-- DATA RECORDS follows --

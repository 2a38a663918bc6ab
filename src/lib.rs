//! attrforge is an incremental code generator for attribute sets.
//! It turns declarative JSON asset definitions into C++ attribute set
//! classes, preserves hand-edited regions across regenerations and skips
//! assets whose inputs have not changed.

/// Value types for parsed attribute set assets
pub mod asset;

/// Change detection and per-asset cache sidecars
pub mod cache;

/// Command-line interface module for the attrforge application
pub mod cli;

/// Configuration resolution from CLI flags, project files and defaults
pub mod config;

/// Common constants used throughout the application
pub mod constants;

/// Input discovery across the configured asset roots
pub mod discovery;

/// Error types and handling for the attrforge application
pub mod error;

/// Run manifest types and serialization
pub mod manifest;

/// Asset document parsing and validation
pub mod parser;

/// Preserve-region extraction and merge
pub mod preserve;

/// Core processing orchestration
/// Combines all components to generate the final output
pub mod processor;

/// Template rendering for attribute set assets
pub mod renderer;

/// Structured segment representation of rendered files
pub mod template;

-- DATA RECORDS concluded --

### ASSIGNED TASK
Produce the lines from the top of the listing through the "pub mod config;" line exactly as they appear, with no additional output.

### PROBLEM SOLUTION
repository 2a38a663918bc6ab
filename src/lib.rs
//! attrforge is an incremental code generator for attribute sets.
//! It turns declarative JSON asset definitions into C++ attribute set
//! classes, preserves hand-edited regions across regenerations and skips
//! assets whose inputs have not changed.

/// Value types for parsed attribute set assets
pub mod asset;

/// Change detection and per-asset cache sidecars
pub mod cache;

/// Command-line interface module for the attrforge application
pub mod cli;

/// Configuration resolution from CLI flags, project files and defaults
pub mod config;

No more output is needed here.